**Exercise directions**
For the word "join", return each line of the data in which it occurs.

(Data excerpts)
□ □ □ □ □

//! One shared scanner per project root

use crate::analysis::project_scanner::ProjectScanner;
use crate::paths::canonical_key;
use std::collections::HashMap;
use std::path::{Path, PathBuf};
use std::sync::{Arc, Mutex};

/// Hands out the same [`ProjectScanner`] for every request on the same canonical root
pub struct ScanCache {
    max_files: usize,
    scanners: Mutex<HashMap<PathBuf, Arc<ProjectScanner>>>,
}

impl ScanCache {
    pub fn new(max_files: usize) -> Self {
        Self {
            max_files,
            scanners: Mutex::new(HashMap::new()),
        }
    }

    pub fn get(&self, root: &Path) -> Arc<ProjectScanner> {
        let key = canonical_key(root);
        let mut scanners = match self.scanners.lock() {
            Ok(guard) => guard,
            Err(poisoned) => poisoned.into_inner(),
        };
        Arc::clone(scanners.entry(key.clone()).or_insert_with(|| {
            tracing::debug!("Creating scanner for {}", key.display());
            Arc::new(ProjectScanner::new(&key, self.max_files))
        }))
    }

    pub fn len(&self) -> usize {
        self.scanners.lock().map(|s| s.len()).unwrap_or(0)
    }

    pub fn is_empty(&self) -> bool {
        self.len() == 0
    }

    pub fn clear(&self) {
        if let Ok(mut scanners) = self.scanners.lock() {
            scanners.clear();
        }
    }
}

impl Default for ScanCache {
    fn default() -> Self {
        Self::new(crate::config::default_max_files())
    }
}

□ □ □ □ □

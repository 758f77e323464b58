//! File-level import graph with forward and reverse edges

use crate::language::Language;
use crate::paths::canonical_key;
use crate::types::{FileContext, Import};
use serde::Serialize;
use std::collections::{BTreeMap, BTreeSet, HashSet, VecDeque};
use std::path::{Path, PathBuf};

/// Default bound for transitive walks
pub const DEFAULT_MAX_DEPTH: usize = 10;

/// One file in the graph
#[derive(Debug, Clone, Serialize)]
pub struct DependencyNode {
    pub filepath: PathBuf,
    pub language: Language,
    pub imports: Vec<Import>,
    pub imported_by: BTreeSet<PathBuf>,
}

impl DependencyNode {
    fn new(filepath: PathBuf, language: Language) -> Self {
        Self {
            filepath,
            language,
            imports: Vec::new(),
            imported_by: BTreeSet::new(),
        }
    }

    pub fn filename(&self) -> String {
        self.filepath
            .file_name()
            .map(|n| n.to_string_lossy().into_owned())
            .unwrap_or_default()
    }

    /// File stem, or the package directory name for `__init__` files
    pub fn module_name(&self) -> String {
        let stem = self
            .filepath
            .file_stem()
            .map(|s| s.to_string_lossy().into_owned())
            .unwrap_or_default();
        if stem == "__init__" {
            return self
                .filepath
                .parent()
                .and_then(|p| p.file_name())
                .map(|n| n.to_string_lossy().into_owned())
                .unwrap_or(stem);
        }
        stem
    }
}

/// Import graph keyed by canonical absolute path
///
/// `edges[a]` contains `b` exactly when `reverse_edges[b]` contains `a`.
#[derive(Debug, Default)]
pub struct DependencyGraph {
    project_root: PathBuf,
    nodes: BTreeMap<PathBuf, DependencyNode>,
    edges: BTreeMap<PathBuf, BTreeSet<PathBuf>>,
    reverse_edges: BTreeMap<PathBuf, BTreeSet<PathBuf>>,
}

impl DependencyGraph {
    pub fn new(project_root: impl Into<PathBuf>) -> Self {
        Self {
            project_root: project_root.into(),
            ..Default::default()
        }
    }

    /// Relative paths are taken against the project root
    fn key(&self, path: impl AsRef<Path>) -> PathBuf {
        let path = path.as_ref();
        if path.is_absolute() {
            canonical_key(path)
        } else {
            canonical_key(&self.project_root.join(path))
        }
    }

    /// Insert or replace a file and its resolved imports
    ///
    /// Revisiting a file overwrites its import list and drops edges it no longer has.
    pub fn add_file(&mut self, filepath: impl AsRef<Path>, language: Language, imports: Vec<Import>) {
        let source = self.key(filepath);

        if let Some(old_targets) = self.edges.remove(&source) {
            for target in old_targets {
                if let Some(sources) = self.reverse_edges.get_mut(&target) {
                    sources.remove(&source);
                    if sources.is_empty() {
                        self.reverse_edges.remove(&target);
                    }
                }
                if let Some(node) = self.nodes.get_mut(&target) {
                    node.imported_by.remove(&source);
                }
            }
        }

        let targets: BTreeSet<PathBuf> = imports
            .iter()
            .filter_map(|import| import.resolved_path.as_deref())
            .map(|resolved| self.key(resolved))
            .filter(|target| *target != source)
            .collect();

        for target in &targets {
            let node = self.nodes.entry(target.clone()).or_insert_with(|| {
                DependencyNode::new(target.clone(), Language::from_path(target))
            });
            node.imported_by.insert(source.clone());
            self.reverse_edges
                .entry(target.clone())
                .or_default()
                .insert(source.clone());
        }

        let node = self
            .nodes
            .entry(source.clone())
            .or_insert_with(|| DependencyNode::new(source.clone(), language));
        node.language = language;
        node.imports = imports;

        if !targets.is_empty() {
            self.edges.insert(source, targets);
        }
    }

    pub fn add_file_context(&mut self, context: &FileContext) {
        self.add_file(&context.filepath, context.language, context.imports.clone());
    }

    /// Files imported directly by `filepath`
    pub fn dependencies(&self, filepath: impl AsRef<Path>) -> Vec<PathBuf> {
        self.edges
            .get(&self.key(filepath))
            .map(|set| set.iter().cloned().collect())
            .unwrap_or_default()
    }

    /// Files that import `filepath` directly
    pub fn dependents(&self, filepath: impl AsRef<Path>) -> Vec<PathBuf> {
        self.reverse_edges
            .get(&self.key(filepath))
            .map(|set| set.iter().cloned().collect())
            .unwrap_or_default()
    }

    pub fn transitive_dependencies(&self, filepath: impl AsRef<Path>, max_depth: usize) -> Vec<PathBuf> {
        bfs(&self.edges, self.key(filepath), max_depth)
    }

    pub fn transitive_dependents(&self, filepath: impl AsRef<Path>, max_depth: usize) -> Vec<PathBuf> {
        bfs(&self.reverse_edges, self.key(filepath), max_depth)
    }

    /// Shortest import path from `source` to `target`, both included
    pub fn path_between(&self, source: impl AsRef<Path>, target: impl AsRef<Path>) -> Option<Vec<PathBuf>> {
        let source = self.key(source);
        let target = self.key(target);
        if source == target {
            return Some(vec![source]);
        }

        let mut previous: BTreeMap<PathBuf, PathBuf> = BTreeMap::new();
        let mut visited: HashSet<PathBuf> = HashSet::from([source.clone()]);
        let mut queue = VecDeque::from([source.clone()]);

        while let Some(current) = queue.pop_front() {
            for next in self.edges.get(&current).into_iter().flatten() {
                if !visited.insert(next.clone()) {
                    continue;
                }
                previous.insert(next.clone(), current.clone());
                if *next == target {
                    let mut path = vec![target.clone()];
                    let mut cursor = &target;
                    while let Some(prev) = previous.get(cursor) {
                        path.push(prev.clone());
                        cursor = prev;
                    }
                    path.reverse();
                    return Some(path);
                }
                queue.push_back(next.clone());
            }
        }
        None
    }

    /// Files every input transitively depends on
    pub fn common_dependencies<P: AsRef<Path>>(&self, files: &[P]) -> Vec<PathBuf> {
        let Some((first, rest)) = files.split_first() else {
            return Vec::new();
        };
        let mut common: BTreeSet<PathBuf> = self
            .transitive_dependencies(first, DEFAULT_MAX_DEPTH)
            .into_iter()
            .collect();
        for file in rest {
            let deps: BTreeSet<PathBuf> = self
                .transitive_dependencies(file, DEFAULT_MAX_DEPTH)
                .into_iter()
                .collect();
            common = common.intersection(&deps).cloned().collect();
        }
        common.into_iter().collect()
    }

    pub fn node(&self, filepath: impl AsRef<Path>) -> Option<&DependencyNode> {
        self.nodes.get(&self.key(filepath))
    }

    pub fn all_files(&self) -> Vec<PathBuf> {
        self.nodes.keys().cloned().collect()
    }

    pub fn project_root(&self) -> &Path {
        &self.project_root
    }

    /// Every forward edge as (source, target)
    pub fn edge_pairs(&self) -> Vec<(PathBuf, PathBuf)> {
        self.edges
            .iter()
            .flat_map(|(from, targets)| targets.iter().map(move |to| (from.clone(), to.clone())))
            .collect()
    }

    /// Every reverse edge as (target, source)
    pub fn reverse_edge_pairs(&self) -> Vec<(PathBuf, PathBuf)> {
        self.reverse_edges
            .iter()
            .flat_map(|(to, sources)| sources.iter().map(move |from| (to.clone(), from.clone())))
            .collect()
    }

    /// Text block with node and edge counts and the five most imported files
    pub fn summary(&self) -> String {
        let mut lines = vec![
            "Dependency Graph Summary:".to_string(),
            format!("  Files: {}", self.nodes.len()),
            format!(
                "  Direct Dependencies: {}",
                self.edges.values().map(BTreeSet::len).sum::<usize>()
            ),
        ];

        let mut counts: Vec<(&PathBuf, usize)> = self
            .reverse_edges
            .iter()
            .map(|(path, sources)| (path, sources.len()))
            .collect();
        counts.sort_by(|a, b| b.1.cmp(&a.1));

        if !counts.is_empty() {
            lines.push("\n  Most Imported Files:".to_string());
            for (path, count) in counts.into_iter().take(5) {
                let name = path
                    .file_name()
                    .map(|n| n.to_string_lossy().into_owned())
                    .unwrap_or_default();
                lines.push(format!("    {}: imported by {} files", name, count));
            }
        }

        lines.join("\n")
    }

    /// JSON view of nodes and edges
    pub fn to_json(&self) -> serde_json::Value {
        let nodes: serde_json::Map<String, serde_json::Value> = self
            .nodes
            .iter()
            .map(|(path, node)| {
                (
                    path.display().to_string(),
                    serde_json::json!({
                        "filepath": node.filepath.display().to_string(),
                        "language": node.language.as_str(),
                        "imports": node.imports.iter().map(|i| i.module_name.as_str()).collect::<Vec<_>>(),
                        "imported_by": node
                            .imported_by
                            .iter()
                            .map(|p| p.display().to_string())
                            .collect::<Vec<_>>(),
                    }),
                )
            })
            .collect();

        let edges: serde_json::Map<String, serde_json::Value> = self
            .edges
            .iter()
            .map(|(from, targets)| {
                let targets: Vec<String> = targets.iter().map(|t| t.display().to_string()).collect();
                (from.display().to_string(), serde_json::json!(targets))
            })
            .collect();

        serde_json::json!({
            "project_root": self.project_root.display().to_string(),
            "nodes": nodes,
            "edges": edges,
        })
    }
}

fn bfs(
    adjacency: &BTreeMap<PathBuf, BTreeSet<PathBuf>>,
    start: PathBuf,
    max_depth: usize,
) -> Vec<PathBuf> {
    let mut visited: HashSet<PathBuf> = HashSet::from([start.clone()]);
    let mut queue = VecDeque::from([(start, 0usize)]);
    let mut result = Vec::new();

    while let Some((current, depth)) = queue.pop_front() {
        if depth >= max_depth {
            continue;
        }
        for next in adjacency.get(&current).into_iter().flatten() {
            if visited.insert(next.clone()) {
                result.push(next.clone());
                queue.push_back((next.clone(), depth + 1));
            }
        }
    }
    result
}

□ □ □ □ □

**Task solution**
            canonical_key(&self.project_root.join(path))
        lines.join("\n")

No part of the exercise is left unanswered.